Steps you can take to protect yourself

In addition to physical distancing, wearing a mask, covering coughs and sneezes, avoiding touching your face and performing frequent hand hygiene, patients are asked to do the following to help physiotherapists keep COVID-19 out of the clinic:

  • Stay home if you are feeling ill. This is one of the most important actions you can take, even if your symptoms are not related to COVID-19. Many viruses are easily transmitted to others. If your physiotherapist were to catch a respiratory virus from you, they would be required to stay home and be tested and are not allowed back to work until their symptoms are gone. This in turn, impacts your ability to see your physiotherapist for treatment.
  • Comply with isolation and quarantine requirements. If you are told you need to self-isolate or quarantine due to illness or close contact with someone with COVID-19, please do not attend an in-person physiotherapy appointment.
  • Provide accurate and complete information when answering screening questions. Providing false or misleading information prevents your physiotherapist from accurately assessing risks, potentially puts others at risk, and could ultimately lead to a physiotherapist being required to isolate or quarantine, ceasing in-person services for a period of time.
  • Consider incorporating telerehabilitation for some or all your treatment sessions. Treatments provided through telerehabilitation or a combination of in-person and virtual visits can be effective for a variety of conditions, injuries, or illnesses and can decrease many of the risks associated with in-person appointments.
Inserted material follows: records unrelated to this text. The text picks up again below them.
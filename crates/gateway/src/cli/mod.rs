pub mod config;
pub mod doctor;

use clap::{Parser, Subcommand};

/// CaseWire — a conversational assistant and tabular-backend automation
/// gateway.
#[derive(Debug, Parser)]
#[command(name = "casewire", version, about)]
pub struct Cli {
    #[command(subcommand)]
    pub command: Option<Command>,
}

#[derive(Debug, Subcommand)]
pub enum Command {
    /// Start the gateway server (default when no subcommand is given).
    Serve,
    /// Run diagnostic checks against the current configuration.
    Doctor,
    /// Configuration utilities.
    #[command(subcommand)]
    Config(ConfigCommand),
    /// Print version information.
    Version,
}

#[derive(Debug, Subcommand)]
pub enum ConfigCommand {
    /// Validate the environment-derived configuration and report issues.
    Validate,
    /// Dump the resolved configuration (with defaults) as TOML.
    Show,
}

/// Build the configuration from the process environment. CaseWire has no
/// config file — every setting is an env var, defaulted in
/// [`cw_domain::config::Config::default`] and overridden by
/// [`cw_domain::config::Config::from_env`].
pub fn load_config() -> cw_domain::config::Config {
    cw_domain::config::Config::from_env()
}
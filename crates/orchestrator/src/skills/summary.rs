//! Summarizes the preceding query result. Consumes chained `carry` data
//! when present; an `active_record` seeded by an L0 referent token
//! narrows to that one record; otherwise re-fetches the conversation's
//! remembered result ids.

use cw_domain::record::{Locator, Record};

use crate::result::SkillResult;
use crate::skills::query::render_record_list;
use crate::skills::SkillContext;

pub struct SummarySkill;

impl SummarySkill {
    pub fn new() -> Self {
        Self
    }

    pub async fn run(&self, ctx: &SkillContext<'_>) -> SkillResult {
        if let Some(carry) = &ctx.carry {
            if let Some(records) = carry.get("records").and_then(|v| serde_json::from_value::<Vec<Record>>(v.clone()).ok()) {
                return SkillResult::ok(render_record_list(&records));
            }
        }

        if let Some(locator) = ctx.state.active_record.clone() {
            return match ctx.bitable.get_record(&locator).await {
                Ok(record) => SkillResult::ok(render_record_list(&[record])),
                Err(e) => SkillResult::refused(format!("查询记录详情失败：{e}")),
            };
        }

        if ctx.state.last_result_ids.is_empty() {
            return SkillResult::ok("没有可总结的查询结果，请先查询一次。");
        }

        let Some(table_id) = ctx.state.active_table.clone() else {
            return SkillResult::ok("没有可总结的查询结果，请先查询一次。");
        };

        let mut records = Vec::new();
        for record_id in &ctx.state.last_result_ids {
            let locator = Locator::new(ctx.default_app_token.clone(), table_id.clone(), record_id.clone());
            if let Ok(record) = ctx.bitable.get_record(&locator).await {
                records.push(record);
            }
        }

        if records.is_empty() {
            return SkillResult::ok("没有可总结的查询结果，请先查询一次。");
        }

        SkillResult::ok(render_record_list(&records))
    }
}

impl Default for SummarySkill {
    fn default() -> Self {
        Self::new()
    }
}
//! Create/Update/Delete: single-table CRUD against a required locator
//! triplet, with `complete_fields` slot-filling and delete confirmation.

use std::collections::BTreeMap;

use cw_domain::conversation::{PendingAction, PendingActionKind};
use cw_domain::record::{Fields, Locator, Value};

use crate::result::SkillResult;
use crate::skills::SkillContext;

/// A one-directional secondary write attempted after a primary create
/// succeeds (e.g. case → contract). Failure preserves the primary record
/// and leaves a retry note in slot memory rather than rolling back.
pub struct LinkedWrite {
    pub from_table_id: String,
    pub to_app_token: String,
    pub to_table_id: String,
    /// primary field name -> secondary field name.
    pub field_map: BTreeMap<String, String>,
}

pub struct CreateSkill {
    required_fields: Vec<String>,
    linked_writes: Vec<LinkedWrite>,
}

impl CreateSkill {
    pub fn new(required_fields: Vec<String>, linked_writes: Vec<LinkedWrite>) -> Self {
        Self { required_fields, linked_writes }
    }

    pub async fn run(&self, ctx: &SkillContext<'_>) -> SkillResult {
        let resuming_pending = ctx
            .state
            .pending_action
            .as_ref()
            .filter(|p| p.kind == PendingActionKind::CompleteFields && p.payload["skill"] == "create");

        let (app_token, table_id, mut fields) = if let Some(pending) = resuming_pending {
            let app_token = pending.payload["table"]["app_token"].as_str().unwrap_or_default().to_string();
            let table_id = pending.payload["table"]["table_id"].as_str().unwrap_or_default().to_string();
            let mut fields = json_to_fields(&pending.payload["fields"]);
            if let Some(missing) = pending.payload["missing_field"].as_str() {
                fields.insert(missing.to_string(), Value::Text(ctx.text.trim().to_string()));
            }
            (app_token, table_id, fields)
        } else {
            let resolved = match ctx.tables.resolve(&ctx.text, ctx.llm).await {
                Ok(r) => r,
                Err(e) => return SkillResult::refused(format!("无法确定要创建记录的数据表：{e}")),
            };
            (resolved.app_token, resolved.table_id, parse_kv_fields(&ctx.text, &self.required_fields))
        };

        if let Some(missing) = self.required_fields.iter().find(|f| !fields.contains_key(f.as_str())) {
            let payload = serde_json::json!({
                "skill": "create",
                "fields": fields_to_json(&fields),
                "missing_field": missing,
                "table": { "app_token": app_token, "table_id": table_id },
            });
            ctx.sessions.set_pending_action(
                &ctx.open_id,
                PendingAction {
                    kind: PendingActionKind::CompleteFields,
                    target_ref: None,
                    payload,
                    expires_at: ctx.now + chrono::Duration::minutes(ctx.config.pending_action_ttl_minutes),
                },
            );
            return SkillResult::ok(format!("请提供「{missing}」后我再创建记录。"));
        }

        match ctx.bitable.create_record(&app_token, &table_id, &fields).await {
            Ok(record) => {
                ctx.sessions.clear_pending_action(&ctx.open_id);
                let mut message = format!("已创建记录 {}。", record.locator.record_id);
                for lw in self.linked_writes.iter().filter(|lw| lw.from_table_id == table_id) {
                    let secondary_fields: Fields = lw
                        .field_map
                        .iter()
                        .filter_map(|(from, to)| fields.remove(from).map(|v| (to.clone(), v)))
                        .collect();
                    if let Err(e) = ctx.bitable.create_record(&lw.to_app_token, &lw.to_table_id, &secondary_fields).await {
                        let primary_id = record.locator.record_id.clone();
                        let to_table = lw.to_table_id.clone();
                        let err_text = e.to_string();
                        ctx.sessions.update(&ctx.open_id, move |s| {
                            s.slot_memory.insert(
                                "linked_write_retry".to_string(),
                                serde_json::json!({
                                    "primary_record_id": primary_id,
                                    "to_table_id": to_table,
                                    "error": err_text,
                                }),
                            );
                        });
                        message.push_str(&format!(" 关联写入「{}」失败，已记录重试任务。", lw.to_table_id));
                    }
                }
                SkillResult::ok(message).with_data(serde_json::json!({ "locator": record.locator }))
            }
            Err(e) => SkillResult::refused(format!("创建失败：{e}")),
        }
    }
}

pub struct UpdateSkill {
    updatable_fields: Vec<String>,
}

impl UpdateSkill {
    pub fn new(updatable_fields: Vec<String>) -> Self {
        Self { updatable_fields }
    }

    pub async fn run(&self, ctx: &SkillContext<'_>) -> SkillResult {
        let locator = match resolve_target_locator(ctx) {
            Some(l) => l,
            None => return SkillResult::refused("请指定要更新的记录编号。"),
        };
        let fields = parse_kv_fields(&ctx.text, &self.updatable_fields);
        if fields.is_empty() {
            return SkillResult::refused("请说明要更新的字段和新值。");
        }

        match ctx.bitable.update_record(&locator, &fields).await {
            Ok(record) => {
                ctx.sessions.clear_pending_action(&ctx.open_id);
                SkillResult::ok(format!("记录 {} 已更新。", record.locator.record_id))
                    .with_data(serde_json::json!({ "locator": record.locator }))
            }
            Err(e) => SkillResult::refused(format!("更新失败：{e}")),
        }
    }
}

pub struct DeleteSkill;

impl DeleteSkill {
    pub fn new() -> Self {
        Self
    }

    pub async fn run(&self, ctx: &SkillContext<'_>) -> SkillResult {
        if let Some(pending) = ctx.state.pending_action.as_ref().filter(|p| p.kind == PendingActionKind::ConfirmDelete) {
            let locator = Locator::new(
                pending.payload["locator"]["app_token"].as_str().unwrap_or_default(),
                pending.payload["locator"]["table_id"].as_str().unwrap_or_default(),
                pending.payload["locator"]["record_id"].as_str().unwrap_or_default(),
            );
            return match ctx.bitable.delete_record(&locator).await {
                Ok(()) => {
                    ctx.sessions.clear_pending_action(&ctx.open_id);
                    SkillResult::ok(format!("记录 {} 已删除。", locator.record_id))
                }
                Err(e) => {
                    ctx.sessions.clear_pending_action(&ctx.open_id);
                    SkillResult::refused(format!("删除失败：{e}"))
                }
            };
        }

        let locator = match resolve_target_locator(ctx) {
            Some(l) => l,
            None => return SkillResult::refused("请指定要删除的记录编号。"),
        };
        ctx.sessions.set_pending_action(
            &ctx.open_id,
            PendingAction {
                kind: PendingActionKind::ConfirmDelete,
                target_ref: Some(locator.clone()),
                payload: serde_json::json!({ "locator": locator }),
                expires_at: ctx.now + chrono::Duration::minutes(ctx.config.pending_action_ttl_minutes),
            },
        );
        SkillResult::ok(format!("确认删除记录 {} 吗？回复「确认」或「取消」。", locator.record_id))
    }
}

impl Default for DeleteSkill {
    fn default() -> Self {
        Self::new()
    }
}

/// Resolves a single target record: an `active_record` seeded by an L0
/// referent token ("第2个", "这个") wins outright; otherwise a literal
/// record-id-looking token in the message text; otherwise a single
/// remembered result used unambiguously.
fn resolve_target_locator(ctx: &SkillContext<'_>) -> Option<Locator> {
    if let Some(active) = ctx.state.active_record.clone() {
        return Some(active);
    }

    let table_id = ctx.state.active_table.clone()?;
    let token = ctx
        .text
        .split_whitespace()
        .find(|t| t.chars().any(|c| c.is_ascii_digit()) && t.len() >= 3)
        .map(|s| s.to_string());

    let record_id = token.or_else(|| {
        if ctx.state.last_result_ids.len() == 1 {
            ctx.state.last_result_ids.first().cloned()
        } else {
            None
        }
    })?;

    Some(Locator::new(ctx.default_app_token.clone(), table_id, record_id))
}

fn parse_kv_fields(text: &str, known_fields: &[String]) -> Fields {
    let tokens: Vec<&str> = text.split_whitespace().collect();
    let mut fields = Fields::new();
    let mut i = 0;
    while i < tokens.len() {
        if known_fields.iter().any(|f| f == tokens[i]) {
            let field_name = tokens[i].to_string();
            let mut j = i + 1;
            let mut value_tokens = Vec::new();
            while j < tokens.len() && !known_fields.iter().any(|f| f == tokens[j]) {
                value_tokens.push(tokens[j]);
                j += 1;
            }
            if !value_tokens.is_empty() {
                fields.insert(field_name, Value::Text(value_tokens.join(" ")));
            }
            i = j;
        } else {
            i += 1;
        }
    }
    fields
}

fn fields_to_json(fields: &Fields) -> serde_json::Value {
    serde_json::Value::Object(fields.iter().map(|(k, v)| (k.clone(), serde_json::Value::String(v.render()))).collect())
}

fn json_to_fields(value: &serde_json::Value) -> Fields {
    value
        .as_object()
        .map(|obj| obj.iter().map(|(k, v)| (k.clone(), Value::Text(v.as_str().unwrap_or_default().to_string()))).collect())
        .unwrap_or_default()
}

#[cfg(test)]
mod tests {
    use super::*;

    #[test]
    fn parse_kv_fields_splits_on_known_field_names() {
        let known = vec!["案号".to_string(), "委托人".to_string(), "案由".to_string()];
        let fields = parse_kv_fields("案号 (2026)沪01民终1号 委托人 张三", &known);
        assert_eq!(fields.get("案号").unwrap().render(), "(2026)沪01民终1号");
        assert_eq!(fields.get("委托人").unwrap().render(), "张三");
        assert!(!fields.contains_key("案由"));
    }

    #[test]
    fn fields_json_round_trips_through_text_values() {
        let known = vec!["案由".to_string()];
        let fields = parse_kv_fields("案由 合同纠纷", &known);
        let json = fields_to_json(&fields);
        let back = json_to_fields(&json);
        assert_eq!(back.get("案由").unwrap().render(), "合同纠纷");
    }
}
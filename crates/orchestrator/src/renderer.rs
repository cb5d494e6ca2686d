//! Converts a skill chain's results into a channel-neutral response, via
//! a small template pool for variant phrasing.

use rand::seq::SliceRandom;
use serde::{Deserialize, Serialize};

use crate::result::SkillResult;

#[derive(Debug, Clone, Serialize, Deserialize)]
pub struct RenderedResponse {
    pub text_fallback: String,
    #[serde(skip_serializing_if = "Option::is_none")]
    pub blocks: Option<serde_json::Value>,
    pub meta: RenderMeta,
}

#[derive(Debug, Clone, Serialize, Deserialize)]
pub struct RenderMeta {
    pub ok: bool,
    pub skills_run: usize,
}

const PENDING_SUPERSEDED_NOTICES: &[&str] =
    &["（之前未完成的操作已被新的请求取代。）", "（上一条待处理的操作已自动取消。）"];

pub struct ResponseRenderer;

impl ResponseRenderer {
    pub fn new() -> Self {
        Self
    }

    /// Renders the final chain output. `superseded` is `true` when a
    /// pending action was replaced this turn, adding a user-visible
    /// notice ahead of the skill's own message.
    pub fn render(&self, results: &[SkillResult], superseded: bool) -> RenderedResponse {
        let last = results.last();
        let ok = last.map(|r| r.ok).unwrap_or(false);
        let mut text = last.map(|r| r.message.clone()).unwrap_or_else(|| "没有可展示的结果。".to_string());

        if superseded {
            let mut rng = rand::thread_rng();
            let notice = PENDING_SUPERSEDED_NOTICES.choose(&mut rng).copied().unwrap_or_default();
            text = format!("{notice}\n{text}");
        }

        RenderedResponse {
            text_fallback: text,
            blocks: last.and_then(|r| r.blocks.clone()),
            meta: RenderMeta { ok, skills_run: results.len() },
        }
    }
}

impl Default for ResponseRenderer {
    fn default() -> Self {
        Self::new()
    }
}

#[cfg(test)]
mod tests {
    use super::*;

    #[test]
    fn renders_last_result_message_and_ok_state() {
        let renderer = ResponseRenderer::new();
        let results = vec![SkillResult::ok("first"), SkillResult::ok("second")];
        let rendered = renderer.render(&results, false);
        assert_eq!(rendered.text_fallback, "second");
        assert!(rendered.meta.ok);
        assert_eq!(rendered.meta.skills_run, 2);
    }

    #[test]
    fn superseded_notice_is_prefixed() {
        let renderer = ResponseRenderer::new();
        let results = vec![SkillResult::ok("done")];
        let rendered = renderer.render(&results, true);
        assert!(rendered.text_fallback.ends_with("done"));
        assert!(rendered.text_fallback.len() > "done".len());
    }

    #[test]
    fn empty_chain_renders_a_fallback_message() {
        let renderer = ResponseRenderer::new();
        let rendered = renderer.render(&[], false);
        assert!(!rendered.meta.ok);
    }
}
impl Config {
    /// Load configuration from environment variables, falling back to
    /// defaults for anything unset. Never fails — validation is a
    /// separate, explicit pass.
    pub fn from_env() -> Self {
        let mut cfg = Config::default();

        if let Ok(v) = std::env::var("ROLE") {
            if let Ok(role) = v.parse() {
                cfg.server.role = role;
            }
        }
        if let Ok(v) = std::env::var("BIND_ADDR") {
            cfg.server.bind_addr = v;
        }
        if let Ok(v) = std::env::var("MCP_SERVER_BASE") {
            cfg.server.mcp_server_base = Some(v);
        }
        if let Ok(v) = std::env::var("BEARER_TOKEN") {
            cfg.server.bearer_token = Some(v);
        }
        if let Ok(v) = std::env::var("STATE_DIR") {
            cfg.server.state_dir = v;
        }
        if let Ok(v) = std::env::var("RULES_PATH") {
            cfg.server.rules_path = v;
        }
        if let (Ok(rps), Ok(burst)) = (std::env::var("RATE_LIMIT_RPS"), std::env::var("RATE_LIMIT_BURST")) {
            if let (Ok(requests_per_second), Ok(burst_size)) = (rps.parse(), burst.parse()) {
                cfg.server.rate_limit = Some(RateLimitConfig { requests_per_second, burst_size });
            }
        }

        cfg.automation.enabled = env_bool("AUTOMATION_ENABLED", cfg.automation.enabled);
        cfg.automation.poller_enabled =
            env_bool("AUTOMATION_POLLER_ENABLED", cfg.automation.poller_enabled);
        cfg.automation.status_write_enabled = env_bool(
            "AUTOMATION_STATUS_WRITE_ENABLED",
            cfg.automation.status_write_enabled,
        );
        cfg.automation.trigger_on_new_record_event = env_bool(
            "AUTOMATION_TRIGGER_ON_NEW_RECORD_EVENT",
            cfg.automation.trigger_on_new_record_event,
        );
        cfg.automation.trigger_on_new_record_scan = env_bool(
            "AUTOMATION_TRIGGER_ON_NEW_RECORD_SCAN",
            cfg.automation.trigger_on_new_record_scan,
        );
        cfg.automation.trigger_on_new_record_scan_requires_checkpoint = env_bool(
            "AUTOMATION_TRIGGER_ON_NEW_RECORD_SCAN_REQUIRES_CHECKPOINT",
            cfg.automation.trigger_on_new_record_scan_requires_checkpoint,
        );
        cfg.automation.schema_sync_enabled =
            env_bool("AUTOMATION_SCHEMA_SYNC_ENABLED", cfg.automation.schema_sync_enabled);
        cfg.automation.schema_sync_interval_seconds = env_u64(
            "AUTOMATION_SCHEMA_SYNC_INTERVAL_SECONDS",
            cfg.automation.schema_sync_interval_seconds,
        );
        cfg.automation.schema_sync_event_driven = env_bool(
            "AUTOMATION_SCHEMA_SYNC_EVENT_DRIVEN",
            cfg.automation.schema_sync_event_driven,
        );
        if let Ok(v) = std::env::var("AUTOMATION_SCHEMA_WEBHOOK_URL") {
            cfg.automation.schema_webhook_url = Some(v);
        }
        if let Ok(v) = std::env::var("AUTOMATION_SCHEMA_WEBHOOK_SECRET") {
            cfg.automation.schema_webhook_secret = Some(v);
        }
        cfg.automation.schema_webhook_drill = env_bool(
            "AUTOMATION_SCHEMA_WEBHOOK_DRILL",
            cfg.automation.schema_webhook_drill,
        );
        cfg.automation.action_max_retries =
            env_u64("AUTOMATION_ACTION_MAX_RETRIES", cfg.automation.action_max_retries as u64) as u32;
        cfg.automation.action_retry_delay_seconds = env_u64(
            "AUTOMATION_ACTION_RETRY_DELAY_SECONDS",
            cfg.automation.action_retry_delay_seconds,
        );
        cfg.automation.sync_deletions_enabled = env_bool(
            "AUTOMATION_SYNC_DELETIONS_ENABLED",
            cfg.automation.sync_deletions_enabled,
        );
        cfg.automation.sync_deletions_max_per_run = env_u64(
            "AUTOMATION_SYNC_DELETIONS_MAX_PER_RUN",
            cfg.automation.sync_deletions_max_per_run as u64,
        ) as u32;
        if let Ok(v) = std::env::var("AUTOMATION_HTTP_ALLOWED_DOMAINS") {
            cfg.automation.http_allowed_domains =
                v.split(',').map(|s| s.trim().to_string()).filter(|s| !s.is_empty()).collect();
        }
        cfg.automation.http_timeout_seconds =
            env_u64("AUTOMATION_HTTP_TIMEOUT_SECONDS", cfg.automation.http_timeout_seconds);
        if let Ok(v) = std::env::var("AUTOMATION_WEBHOOK_API_KEY") {
            cfg.automation.webhook_api_key = Some(v);
        }
        if let Ok(v) = std::env::var("AUTOMATION_WEBHOOK_SIGNATURE_SECRET") {
            cfg.automation.webhook_signature_secret = Some(v);
        }
        cfg.automation.webhook_timestamp_tolerance_seconds = env_i64(
            "AUTOMATION_WEBHOOK_TIMESTAMP_TOLERANCE_SECONDS",
            cfg.automation.webhook_timestamp_tolerance_seconds,
        );

        if let Ok(v) = std::env::var("TASK_LLM_BASE_URL") {
            cfg.llm.task_base_url = Some(v);
        }
        if let Ok(v) = std::env::var("TASK_LLM_MODEL") {
            cfg.llm.task_model = Some(v);
        }
        if let Ok(v) = std::env::var("TASK_LLM_API_KEY") {
            cfg.llm.task_api_key = Some(v);
        }
        if let Ok(v) = std::env::var("LLM_BASE_URL") {
            cfg.llm.chat_base_url = Some(v);
        }
        if let Ok(v) = std::env::var("LLM_MODEL") {
            cfg.llm.chat_model = Some(v);
        }
        if let Ok(v) = std::env::var("LLM_API_KEY") {
            cfg.llm.chat_api_key = Some(v);
        }
        cfg.llm.timeout_seconds = env_u64("LLM_TIMEOUT_SECONDS", cfg.llm.timeout_seconds);

        if let Ok(v) = std::env::var("FEISHU_APP_ID") {
            cfg.channel.app_id = Some(v);
        }
        if let Ok(v) = std::env::var("FEISHU_APP_SECRET") {
            cfg.channel.app_secret = Some(v);
        }
        if let Ok(v) = std::env::var("FEISHU_VERIFICATION_TOKEN") {
            cfg.channel.verification_token = Some(v);
        }
        if let Ok(v) = std::env::var("FEISHU_ENCRYPT_KEY") {
            cfg.channel.encrypt_key = Some(v);
        }

        if let Ok(v) = std::env::var("BITABLE_APP_TOKEN") {
            cfg.bitable.default_app_token = Some(v);
        }
        if let Ok(v) = std::env::var("BITABLE_TABLE_ID") {
            cfg.bitable.default_table_id = Some(v);
        }
        if let Ok(v) = std::env::var("BITABLE_VIEW_ID") {
            cfg.bitable.default_view_id = Some(v);
        }
        if let Ok(v) = std::env::var("BITABLE_DOMAIN") {
            cfg.bitable.domain = Some(v);
        }

        if let Ok(v) = std::env::var("POSTGRES_DSN") {
            cfg.reminders.postgres_dsn = Some(v);
        }
        cfg.reminders.scheduler_enabled =
            env_bool("REMINDER_SCHEDULER_ENABLED", cfg.reminders.scheduler_enabled);

        cfg.orchestrator.direct_execute_threshold = env_f64(
            "ORCHESTRATOR_DIRECT_EXECUTE_THRESHOLD",
            cfg.orchestrator.direct_execute_threshold,
        );
        cfg.orchestrator.llm_confirm_threshold = env_f64(
            "ORCHESTRATOR_LLM_CONFIRM_THRESHOLD",
            cfg.orchestrator.llm_confirm_threshold,
        );
        cfg.orchestrator.table_confidence_threshold = env_f64(
            "ORCHESTRATOR_TABLE_CONFIDENCE_THRESHOLD",
            cfg.orchestrator.table_confidence_threshold,
        );
        cfg.orchestrator.max_hops =
            env_u64("ORCHESTRATOR_MAX_HOPS", cfg.orchestrator.max_hops as u64) as u32;
        cfg.orchestrator.idle_ttl_minutes =
            env_i64("ORCHESTRATOR_IDLE_TTL_MINUTES", cfg.orchestrator.idle_ttl_minutes);
        cfg.orchestrator.pending_action_ttl_minutes = env_i64(
            "ORCHESTRATOR_PENDING_ACTION_TTL_MINUTES",
            cfg.orchestrator.pending_action_ttl_minutes,
        );
        cfg.orchestrator.reminder_default_hour = env_u64(
            "ORCHESTRATOR_REMINDER_DEFAULT_HOUR",
            cfg.orchestrator.reminder_default_hour as u64,
        ) as u32;
        cfg.orchestrator.timezone_offset_hours = env_i64(
            "ORCHESTRATOR_TIMEZONE_OFFSET_HOURS",
            cfg.orchestrator.timezone_offset_hours,
        );

        cfg
    }

    /// Validate cross-field and presence requirements, returning every
    /// diagnostic found rather than stopping at the first.
    pub fn validate(&self) -> Vec<ConfigError> {
        let mut errors = Vec::new();

        if self.server.role == Role::AutomationWorker {
            if self.automation.webhook_api_key.is_none()
                && self.automation.webhook_signature_secret.is_none()
            {
                errors.push(ConfigError {
                    severity: ConfigSeverity::Warning,
                    field: "automation.webhook_api_key".into(),
                    message: "no webhook auth configured; external webhooks will be rejected".into(),
                });
            }
            if self.automation.sync_deletions_enabled && self.automation.sync_deletions_max_per_run == 0 {
                errors.push(ConfigError {
                    severity: ConfigSeverity::Error,
                    field: "automation.sync_deletions_max_per_run".into(),
                    message: "must be > 0 when sync deletions are enabled".into(),
                });
            }
            if self.automation.schema_webhook_drill && self.automation.schema_webhook_url.is_none() {
                errors.push(ConfigError {
                    severity: ConfigSeverity::Error,
                    field: "automation.schema_webhook_url".into(),
                    message: "drill mode requires a webhook url".into(),
                });
            }
        }

        if self.server.role == Role::McpServer && self.bitable.default_app_token.is_none() {
            errors.push(ConfigError {
                severity: ConfigSeverity::Warning,
                field: "bitable.default_app_token".into(),
                message: "no default app_token set; every call must supply one explicitly".into(),
            });
        }

        if self.server.bearer_token.is_none() {
            errors.push(ConfigError {
                severity: ConfigSeverity::Warning,
                field: "server.bearer_token".into(),
                message: "running without bearer auth (dev mode)".into(),
            });
        }

        for (field, url) in [
            ("llm.task_base_url", &self.llm.task_base_url),
            ("llm.chat_base_url", &self.llm.chat_base_url),
        ] {
            if url.is_none() {
                errors.push(ConfigError {
                    severity: ConfigSeverity::Warning,
                    field: field.into(),
                    message: "not configured; calls on this route will fail".into(),
                });
            }
        }

        if self.orchestrator.direct_execute_threshold < self.orchestrator.llm_confirm_threshold {
            errors.push(ConfigError {
                severity: ConfigSeverity::Error,
                field: "orchestrator.direct_execute_threshold".into(),
                message: "must be >= orchestrator.llm_confirm_threshold".into(),
            });
        }
        if self.orchestrator.max_hops == 0 {
            errors.push(ConfigError {
                severity: ConfigSeverity::Error,
                field: "orchestrator.max_hops".into(),
                message: "must be >= 1".into(),
            });
        }

        errors
    }

    pub fn has_fatal_errors(&self) -> bool {
        self.validate().iter().any(|e| e.severity == ConfigSeverity::Error)
    }
}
What could result from not following these steps?

The ultimate purpose for putting these measures in place is to prevent or minimize the transmission of COVID-19 within the community. Not following public health measures:

  • Puts yourself and your family at risk of illness.
  • Puts physiotherapy staff at risk of illness.
  • Puts physiotherapy staff in a position of having to quarantine if you attend while ill or under quarantine and subsequently test positive for COVID-19.
  • Has the potential to causing a clinic to close due to close contact quarantine requirements.

Taking steps to protect yourself and others is vital to ensuring we can continue to live, work, and play safely. Physiotherapists are as concerned about COVID-19 as you are. Over the past year, physiotherapists have been able to successfully protect the health of clients while continuing to meet their physiotherapy needs. With your help, they will continue to do so as the pandemic continues to unfold.